Five days, four nights and no mud. Stress testing #OpenAPS at Glastonbury

Five days, four nights and no mud. Stress testing #OpenAPS at Glastonbury
Five days, four nights and no mud. Stress testing #OpenAPS at Glastonbury

A weekend at Glastonbury Festival. Sun, wind, a little rain, no mud, and lots to occupy myself. Plus cider, wine, and a range of foods acquired from places with no carb counts. All ably assisted by OpenAPS. How would I fair? How would the rig hold up? What issues would I face? How did it look overall?

OpenAPS watches Haim on the Other stage at Glastonbury

Well let’s start with the results. And I’d say they weren’t too bad given some of what went on. Ahead of reading into them, my behaviour at this year’s festival was rather different to last year.

This year, with OpenAPS using oref1 and Pushover, I operated rather differently. Instead of spending time carb counting, accurately bolusing and double checking, I easy bolused for food with a rough estimate, often didn’t bother entering carb details into the system and just let it get on with it, using UAM. If it thought I needed either more insulin of carbs, it would then tell me via pushover. A very comfortable way of managing things. There were a couple of anomalies, more of which later, but for the most  part, this approach heralded a decent outcome, and one that meant that the diabetes could take a much lesser part in enjoying the festival.
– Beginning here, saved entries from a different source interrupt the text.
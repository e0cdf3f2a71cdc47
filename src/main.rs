use clap::Parser;
use tracing_subscriber::{fmt, prelude::*, EnvFilter};

use tributary::app::AppContext;
use tributary::cli::commands::{self, ShowOptions};
use tributary::cli::{Cli, Commands};
use tributary::config::Config;

#[tokio::main(flavor = "current_thread")]
async fn main() -> anyhow::Result<()> {
    // Initialize tracing; stdout belongs to the presenter
    tracing_subscriber::registry()
        .with(fmt::layer().with_writer(std::io::stderr))
        .with(EnvFilter::from_default_env())
        .init();

    let cli = Cli::parse();
    let config = match &cli.config {
        Some(path) => Config::load_from(path)?,
        None => Config::load()?,
    };
    let ctx = AppContext::new(config, cli.db)?;

    match cli.command {
        Commands::Show {
            url,
            page,
            search,
            favorites,
            json,
        } => {
            let options = ShowOptions {
                page,
                search,
                favorites,
                json,
            };
            commands::show_feed(&ctx, &url, &options).await?;
        }
        Commands::Browse { url } => {
            commands::browse_feed(&ctx, &url).await?;
        }
        Commands::Favorites => {
            commands::list_favorites(&ctx)?;
        }
        Commands::Toggle { link } => {
            commands::toggle_favorite(&ctx, &link)?;
        }
    }

    Ok(())
}
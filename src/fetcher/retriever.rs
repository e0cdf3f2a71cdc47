use std::sync::Arc;

use crate::app::{Result, TributaryError};
use crate::fetcher::{Fetcher, Route};

/// Fetches feed text through an ordered list of routes, falling through
/// to the next route on any failure.
pub struct FetchRetriever {
    fetcher: Arc<dyn Fetcher + Send + Sync>,
    routes: Vec<Route>,
}

impl FetchRetriever {
    pub fn new(fetcher: Arc<dyn Fetcher + Send + Sync>, routes: Vec<Route>) -> Self {
        Self { fetcher, routes }
    }

    pub fn routes(&self) -> &[Route] {
        &self.routes
    }

    /// Try each route once, in order, and return the first well-formed payload.
    pub async fn retrieve(&self, url: &str) -> Result<String> {
        for route in &self.routes {
            let request_url = route.request_url(url);
            tracing::debug!("Trying route {}: {}", route.name, request_url);

            match self.attempt(route, &request_url).await {
                Ok(content) => {
                    tracing::info!(
                        "Fetched {} via {} ({} bytes)",
                        url,
                        route.name,
                        content.len()
                    );
                    return Ok(content);
                }
                Err(e) => {
                    tracing::warn!("Route {} failed for {}: {}", route.name, url, e);
                }
            }
        }

        Err(TributaryError::FetchExhausted {
            url: url.to_string(),
            attempts: self.routes.len(),
        })
    }

    async fn attempt(&self, route: &Route, request_url: &str) -> Result<String> {
        let body = self.fetcher.get(request_url).await?;
        route.extract(&body)
    }
}

#[cfg(test)]
mod tests {
    use super::*;
    use crate::fetcher::testing::ScriptedFetcher;
    use crate::fetcher::Envelope;

    fn routes(n: usize) -> Vec<Route> {
        (0..n)
            .map(|i| {
                Route::new(
                    format!("route-{}", i),
                    format!("https://proxy{}.test/?u={{url}}", i),
                    Envelope::Raw,
                )
            })
            .collect()
    }

    #[tokio::test]
    async fn test_first_route_success_short_circuits() {
        let fetcher = Arc::new(ScriptedFetcher::new(vec![Ok(b"<feed/>".to_vec())]));
        let retriever = FetchRetriever::new(fetcher.clone(), routes(3));

        let content = retriever.retrieve("https://example.com/feed").await.unwrap();
        assert_eq!(content, "<feed/>");
        assert_eq!(fetcher.calls().len(), 1);
    }

    #[tokio::test]
    async fn test_falls_through_failures_in_order() {
        let fetcher = Arc::new(ScriptedFetcher::new(vec![
            Err(TributaryError::Other("503".into())),
            Err(TributaryError::Other("timeout".into())),
            Ok(b"<rss/>".to_vec()),
        ]));
        let retriever = FetchRetriever::new(fetcher.clone(), routes(4));

        let content = retriever.retrieve("https://example.com/feed").await.unwrap();
        assert_eq!(content, "<rss/>");

        let calls = fetcher.calls();
        assert_eq!(calls.len(), 3);
        assert!(calls[0].starts_with("https://proxy0.test/"));
        assert!(calls[1].starts_with("https://proxy1.test/"));
        assert!(calls[2].starts_with("https://proxy2.test/"));
    }

    #[tokio::test]
    async fn test_malformed_envelope_advances() {
        let fetcher = Arc::new(ScriptedFetcher::new(vec![
            Ok(b"not json".to_vec()),
            Ok(br#"{"contents":"<feed/>"}"#.to_vec()),
        ]));
        let json = Envelope::Json {
            field: "contents".into(),
        };
        let retriever = FetchRetriever::new(
            fetcher.clone(),
            vec![
                Route::new("a", "https://a.test/?u={url}", json.clone()),
                Route::new("b", "https://b.test/?u={url}", json),
            ],
        );

        let content = retriever.retrieve("https://example.com/feed").await.unwrap();
        assert_eq!(content, "<feed/>");
        assert_eq!(fetcher.calls().len(), 2);
    }

    #[tokio::test]
    async fn test_all_routes_fail_reports_exhausted() {
        let fetcher = Arc::new(ScriptedFetcher::new(vec![
            Err(TributaryError::Other("a".into())),
            Err(TributaryError::Other("b".into())),
        ]));
        let retriever = FetchRetriever::new(fetcher.clone(), routes(2));

        let err = retriever.retrieve("https://example.com/feed").await.unwrap_err();
        match err {
            TributaryError::FetchExhausted { url, attempts } => {
                assert_eq!(url, "https://example.com/feed");
                assert_eq!(attempts, 2);
            }
            other => panic!("unexpected error: {other}"),
        }
        assert_eq!(fetcher.calls().len(), 2);
    }

    #[test]
    fn test_retrieve_blocking() {
        let fetcher = Arc::new(ScriptedFetcher::new(vec![Ok(b"x".to_vec())]));
        let retriever = FetchRetriever::new(fetcher, routes(1));
        let content = tokio_test::block_on(retriever.retrieve("https://example.com")).unwrap();
        assert_eq!(content, "x");
    }
}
I should also mention that it had to deal with all sorts of foods at all random times of day, and of course some interesting fun with both normal and hot, spiced cider, just to add to the challenge.

The overall stats show 79% in range (which I define as 3.8-10 mmol/l) for the festival, but it does rather belay the fact that on the first day, the sensor was producing nonsense, showing a high of 12 on a glucose reading of 6.9 and a low of 2.9 on a reading of 6.8 mmol/l. These results obviously skew the overall numbers rather badly and also show the challenges of using an APS system. There was also an overnight anomaly ending up in Dexcom readings of around 20 mmol/l, but I’ll go into that later.

So how did it really fair? Well, based on the blood data, that low level that Nightscout is showing is really much lower than I got to. Unfortunately I can’t say the same for the high levels, but again, I’m not confident in some of that data either. So all in all, in terms of management, whilst I’d say it was okay, due to the disparities I had over the first 24 hours and battery issues, I’d have to suggest that the data isn’t good enough, statistically, to say whether OpenAPS did a good or great job as a whole, which is rather disappointing. What I can confidently say is that it did a great job in terms of how it allowed me to manage eating and drinking whilst at the festival.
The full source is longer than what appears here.